Infusion along the passageway was carried out with the introduction of preparations of
0.9. sodium chloride solution, 5% glucose, K-Mg-aspartate, Mafusoli, etc. The average volume is 600 ml, the average time along the way, including loading and unloading the patient, was 55 minutes.
In the coincidence of diagnoses, the area of damage was 47.9% and the depth of damage was only 23.9%. 40% were diagnosed with thermal damage to the lungs and carbon dioxide poisoning.
An analysis of the case histories showed that in the prehospital stage there is a frequent underestimation of the severity of the condition of the victims; discrepancy in the diagnosis of the total area of skin burns; undiagnosed thermal damage to the respiratory tract and carbon dioxide poisoning, inadequate correction of gas exchange disorders; often the use of narcotic analgesics and drugs with a sedative effect, depressing consciousness and spontaneous breathing without proper monitoring of gas exchange, restoration of airway patency.

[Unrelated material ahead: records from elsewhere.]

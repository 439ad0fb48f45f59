//! Store and query configuration

use crate::error::{Result, VectorStoreError};
use serde::{Deserialize, Serialize};

/// Compact when deleted slots exceed this fraction of all stored slots.
pub const DEFAULT_COMPACTION_THRESHOLD: f64 = 0.5;

/// Scan in parallel once a snapshot holds at least this many slots.
pub const DEFAULT_PARALLEL_THRESHOLD: usize = 10_000;

/// Minimum number of candidates requested from an auxiliary index.
pub const DEFAULT_INDEX_CANDIDATES: usize = 64;

/// Configuration for a [`VectorStore`](crate::storage::VectorStore).
#[derive(Debug, Clone, PartialEq, Serialize, Deserialize)]
#[serde(default)]
pub struct StoreConfig {
    /// Pre-declared dimensionality. When unset, the first successful insert
    /// fixes it.
    pub dimension: Option<usize>,
    /// Fraction in `(0, 1]`. Removal triggers compaction once
    /// `deleted > compaction_threshold * slots`. `1.0` disables automatic
    /// compaction.
    pub compaction_threshold: f64,
}

impl Default for StoreConfig {
    fn default() -> Self {
        Self {
            dimension: None,
            compaction_threshold: DEFAULT_COMPACTION_THRESHOLD,
        }
    }
}

impl StoreConfig {
    pub fn new() -> Self {
        Self::default()
    }

    pub fn with_dimension(mut self, dimension: usize) -> Self {
        self.dimension = Some(dimension);
        self
    }

    pub fn with_compaction_threshold(mut self, threshold: f64) -> Self {
        self.compaction_threshold = threshold;
        self
    }

    pub fn validate(&self) -> Result<()> {
        if self.dimension == Some(0) {
            return Err(VectorStoreError::invalid_argument(
                "dimension must be positive",
            ));
        }
        if !(self.compaction_threshold > 0.0 && self.compaction_threshold <= 1.0) {
            return Err(VectorStoreError::invalid_argument(format!(
                "compaction_threshold must be in (0, 1], got {}",
                self.compaction_threshold
            )));
        }
        Ok(())
    }
}

/// Tuning knobs for the [`QueryEngine`](crate::query::QueryEngine).
#[derive(Debug, Clone, PartialEq, Eq, Serialize, Deserialize)]
#[serde(default)]
pub struct QueryConfig {
    pub parallel_threshold: usize,
    pub index_candidates: usize,
}

impl Default for QueryConfig {
    fn default() -> Self {
        Self {
            parallel_threshold: DEFAULT_PARALLEL_THRESHOLD,
            index_candidates: DEFAULT_INDEX_CANDIDATES,
        }
    }
}

impl QueryConfig {
    pub fn with_parallel_threshold(mut self, threshold: usize) -> Self {
        self.parallel_threshold = threshold;
        self
    }

    pub fn with_index_candidates(mut self, candidates: usize) -> Self {
        self.index_candidates = candidates;
        self
    }
}

#[cfg(test)]
mod tests {
    use super::*;

    #[test]
    fn test_defaults() {
        let config = StoreConfig::default();
        assert_eq!(config.dimension, None);
        assert_eq!(config.compaction_threshold, 0.5);
        assert!(config.validate().is_ok());

        let query = QueryConfig::default();
        assert_eq!(query.parallel_threshold, DEFAULT_PARALLEL_THRESHOLD);
        assert_eq!(query.index_candidates, DEFAULT_INDEX_CANDIDATES);
    }

    #[test]
    fn test_invalid_threshold() {
        for bad in [0.0, -0.1, 1.5, f64::NAN] {
            let config = StoreConfig::new().with_compaction_threshold(bad);
            assert!(matches!(
                config.validate(),
                Err(VectorStoreError::InvalidArgument { .. })
            ));
        }
        assert!(StoreConfig::new()
            .with_compaction_threshold(1.0)
            .validate()
            .is_ok());
    }

    #[test]
    fn test_zero_dimension_rejected() {
        assert!(StoreConfig::new().with_dimension(0).validate().is_err());
        assert!(StoreConfig::new().with_dimension(3).validate().is_ok());
    }

    #[test]
    fn test_deserialize_partial() {
        let config: StoreConfig = serde_json::from_str(r#"{"dimension": 4}"#).unwrap();
        assert_eq!(config.dimension, Some(4));
        assert_eq!(config.compaction_threshold, DEFAULT_COMPACTION_THRESHOLD);
    }
}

We studied the course of burn shocks in two groups of patients before and after the introduction of these organizational and therapeutic principles that were put into effect. In total, 480 patients from 2 to 80 years old were treated and they were diagnosed with a burn. In 225 patients who were started anti-shock therapy at the prehospital stage in full according to the scheme, the outcome and course of burn shocks were positive.
Conclusions. Before these principles were introduced, the mortality rate was 15.5%, and after their introduction - 3% in patients with extensive deep burns.